Skills & Role in the Rebellion
Intelligence gatherer and propaganda arm. Syd plays taverns, charms crowds, and listens. He delivers “prophecies” that are actually intelligence briefings wrapped in divine theater — warnings, morale boosts, coded messages. He’s a spy who hides in plain sight as a spectacle.
Connections
- Aldric Fenwick — Missing mentor, the “12th Prophet.” Father figure. Status unknown.
- The authorities who nearly executed him — Syd doesn’t know if they’re still in power, but they shaped everything he became.
- The children he’s helped — Scattered across Myrador. Some remember the strange stoat prophet who stood up for them. Some are old enough now to be part of the rebellion themselves.
Quirks & Personality Hooks
- The Veri/very wordplay (“I tell you this is Veri important… Verimoss would want you to know…“)

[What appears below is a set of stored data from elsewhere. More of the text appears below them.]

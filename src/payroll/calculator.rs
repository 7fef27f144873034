use serde::{Deserialize, Serialize};
use utoipa::ToSchema;

use super::PayrollError;

// Salary structure rules. Basic is carved out of the monthly wage, every
// other component is a share of basic.
pub const BASIC_OF_WAGE: f64 = 0.50;
pub const HRA_OF_BASIC: f64 = 0.50;
pub const STANDARD_ALLOWANCE_OF_BASIC: f64 = 0.1667;
pub const PERFORMANCE_BONUS_OF_BASIC: f64 = 0.0833;
pub const LTA_OF_BASIC: f64 = 0.0833;
pub const FIXED_ALLOWANCE_OF_BASIC: f64 = 0.1167;
pub const PF_OF_BASIC: f64 = 0.12;
pub const PROFESSIONAL_TAX: f64 = 200.0;

/// Itemized monthly pay derived from a wage profile. Always recomputed on
/// demand, never stored.
#[derive(Debug, Clone, PartialEq, Serialize, Deserialize, ToSchema)]
#[schema(example = json!({
    "basic": 25000.0,
    "hra": 12500.0,
    "standard_allowance": 4167.5,
    "performance_bonus": 2082.5,
    "leave_travel_allowance": 2082.5,
    "fixed_allowance": 2917.5,
    "employee_pf": 3000.0,
    "employer_pf": 3000.0,
    "professional_tax": 200.0,
    "net_salary": 45550.0
}))]
pub struct PayBreakdown {
    pub basic: f64,
    pub hra: f64,
    pub standard_allowance: f64,
    pub performance_bonus: f64,
    pub leave_travel_allowance: f64,
    pub fixed_allowance: f64,
    /// Deducted from the employee's pay.
    pub employee_pf: f64,
    /// Employer contribution, informational only, not deducted.
    pub employer_pf: f64,
    pub professional_tax: f64,
    pub net_salary: f64,
}

impl PayBreakdown {
    pub fn earnings(&self) -> f64 {
        self.basic
            + self.hra
            + self.standard_allowance
            + self.performance_bonus
            + self.leave_travel_allowance
            + self.fixed_allowance
    }

    pub fn deductions(&self) -> f64 {
        self.employee_pf + self.professional_tax
    }
}

/// Round to 2 decimal places, half away from zero.
pub(crate) fn round2(amount: f64) -> f64 {
    (amount * 100.0).round() / 100.0
}

/// Derives the itemized pay breakdown from a monthly wage.
///
/// Pure and idempotent: the same wage always yields the same breakdown,
/// component by component. Rejects negative or non-finite wages.
pub fn compute_breakdown(monthly_wage: f64) -> Result<PayBreakdown, PayrollError> {
    if !monthly_wage.is_finite() || monthly_wage < 0.0 {
        return Err(PayrollError::InvalidInput(monthly_wage));
    }

    let basic = round2(BASIC_OF_WAGE * monthly_wage);
    let hra = round2(HRA_OF_BASIC * basic);
    let standard_allowance = round2(STANDARD_ALLOWANCE_OF_BASIC * basic);
    let performance_bonus = round2(PERFORMANCE_BONUS_OF_BASIC * basic);
    let leave_travel_allowance = round2(LTA_OF_BASIC * basic);
    let fixed_allowance = round2(FIXED_ALLOWANCE_OF_BASIC * basic);
    let employee_pf = round2(PF_OF_BASIC * basic);
    let employer_pf = round2(PF_OF_BASIC * basic);
    let professional_tax = PROFESSIONAL_TAX;

    let earnings = basic
        + hra
        + standard_allowance
        + performance_bonus
        + leave_travel_allowance
        + fixed_allowance;
    let net_salary = round2(earnings - employee_pf - professional_tax);

    Ok(PayBreakdown {
        basic,
        hra,
        standard_allowance,
        performance_bonus,
        leave_travel_allowance,
        fixed_allowance,
        employee_pf,
        employer_pf,
        professional_tax,
        net_salary,
    })
}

- Consults his proverb journal mid-conversation, squinting at his own handwriting
- Kids gravitate to him — he always has time for a story or a fiddle tune
- Practices dramatic prophetic gestures when he thinks no one is watching
- Each patch on the cloak has a story; he’ll tell you if you ask
- Uncomfortable with genuine gratitude — deflects it with humor or credits Verimoss
Secret or Conflict
The entire Verimoss prophet lineage is a fabrication. If exposed, every person the Prophets ever helped might feel betrayed — and Syd’s usefulness to the rebellion as a credible voice would evaporate. Deeper: Syd suspects the “13 Prophets across 200 years” might really be two stoats across a couple decades. The legacy he carries may be even thinner than the lie he already knows about. Deepest: sometimes his prophecies land too well. Sometimes things happen that he can’t explain. And that scares him more than being caught.
Long-Term Goal
Syd wants to build something that doesn’t need him. A world where street rats get listened to without a prophet vouching for them. Whether that’s a school, an archive, a network — he doesn’t know yet. He just knows that if the rebellion succeeds and he’s done his job right, nobody should ever need a 14th Prophet.